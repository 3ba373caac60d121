use thiserror::Error;

/// Banner text shown for failures the user cannot fix by editing a form.
pub const GENERIC_FAILURE: &str = "Something went wrong. Please try again.";

#[derive(Debug, Error)]
pub enum EcoConnectError {
    #[error("{0}")]
    Validation(String),

    #[error("Authentication error: {0}")]
    Auth(String),

    #[error("Permission denied: {0}")]
    PermissionDenied(String),

    #[error("Not found: {0}")]
    NotFound(String),

    #[error("Store error: {0}")]
    Store(String),

    #[error("Weather error: {0}")]
    Weather(String),

    #[error("Config error: {0}")]
    Config(String),

    #[error("Keychain error: {0}")]
    Keychain(String),
}

impl EcoConnectError {
    /// Message suitable for the UI.
    ///
    /// Validation and auth failures are shown verbatim so the user can
    /// correct the form; everything else collapses into a generic banner.
    pub fn user_message(&self) -> String {
        match self {
            EcoConnectError::Validation(msg) | EcoConnectError::Auth(msg) => msg.clone(),
            EcoConnectError::PermissionDenied(_) => {
                "You don't have permission to do that.".to_string()
            }
            _ => GENERIC_FAILURE.to_string(),
        }
    }
}

impl From<rusqlite::Error> for EcoConnectError {
    fn from(err: rusqlite::Error) -> Self {
        EcoConnectError::Store(err.to_string())
    }
}

impl From<serde_json::Error> for EcoConnectError {
    fn from(err: serde_json::Error) -> Self {
        EcoConnectError::Store(format!("Invalid document JSON: {}", err))
    }
}

impl From<EcoConnectError> for String {
    fn from(err: EcoConnectError) -> Self {
        err.user_message()
    }
}

#[cfg(test)]
mod tests {
    use super::*;

    #[test]
    fn test_validation_message_passes_through() {
        let err = EcoConnectError::Validation("Passwords do not match.".to_string());
        assert_eq!(String::from(err), "Passwords do not match.");
    }

    #[test]
    fn test_store_error_maps_to_generic_banner() {
        let err = EcoConnectError::Store("disk I/O error".to_string());
        assert_eq!(err.user_message(), GENERIC_FAILURE);
        assert!(err.to_string().contains("disk I/O error"));
    }

    #[test]
    fn test_permission_denied_message() {
        let err = EcoConnectError::PermissionDenied("chats/eco-warriors".to_string());
        assert!(err.user_message().contains("permission"));
    }
}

Your assignment:
With the records above in view, retype each one exactly.

Written response:
repository 3ba373caac60d121
use thiserror::Error;

/// Banner text shown for failures the user cannot fix by editing a form.
pub const GENERIC_FAILURE: &str = "Something went wrong. Please try again.";

#[derive(Debug, Error)]
pub enum EcoConnectError {
    #[error("{0}")]
    Validation(String),

    #[error("Authentication error: {0}")]
    Auth(String),

    #[error("Permission denied: {0}")]
    PermissionDenied(String),

    #[error("Not found: {0}")]
    NotFound(String),

    #[error("Store error: {0}")]
    Store(String),

    #[error("Weather error: {0}")]
    Weather(String),

    #[error("Config error: {0}")]
    Config(String),

    #[error("Keychain error: {0}")]
    Keychain(String),
}

impl EcoConnectError {
    /// Message suitable for the UI.
    ///
    /// Validation and auth failures are shown verbatim so the user can
    /// correct the form; everything else collapses into a generic banner.
    pub fn user_message(&self) -> String {
        match self {
            EcoConnectError::Validation(msg) | EcoConnectError::Auth(msg) => msg.clone(),
            EcoConnectError::PermissionDenied(_) => {
                "You don't have permission to do that.".to_string()
            }
            _ => GENERIC_FAILURE.to_string(),
        }
    }
}

impl From<rusqlite::Error> for EcoConnectError {
    fn from(err: rusqlite::Error) -> Self {
        EcoConnectError::Store(err.to_string())
    }
}

impl From<serde_json::Error> for EcoConnectError {
    fn from(err: serde_json::Error) -> Self {
        EcoConnectError::Store(format!("Invalid document JSON: {}", err))
    }
}

impl From<EcoConnectError> for String {
    fn from(err: EcoConnectError) -> Self {
        err.user_message()
    }
}

#[cfg(test)]
mod tests {
    use super::*;

    #[test]
    fn test_validation_message_passes_through() {
        let err = EcoConnectError::Validation("Passwords do not match.".to_string());
        assert_eq!(String::from(err), "Passwords do not match.");
    }

    #[test]
    fn test_store_error_maps_to_generic_banner() {
        let err = EcoConnectError::Store("disk I/O error".to_string());
        assert_eq!(err.user_message(), GENERIC_FAILURE);
        assert!(err.to_string().contains("disk I/O error"));
    }

    #[test]
    fn test_permission_denied_message() {
        let err = EcoConnectError::PermissionDenied("chats/eco-warriors".to_string());
        assert!(err.user_message().contains("permission"));
    }
}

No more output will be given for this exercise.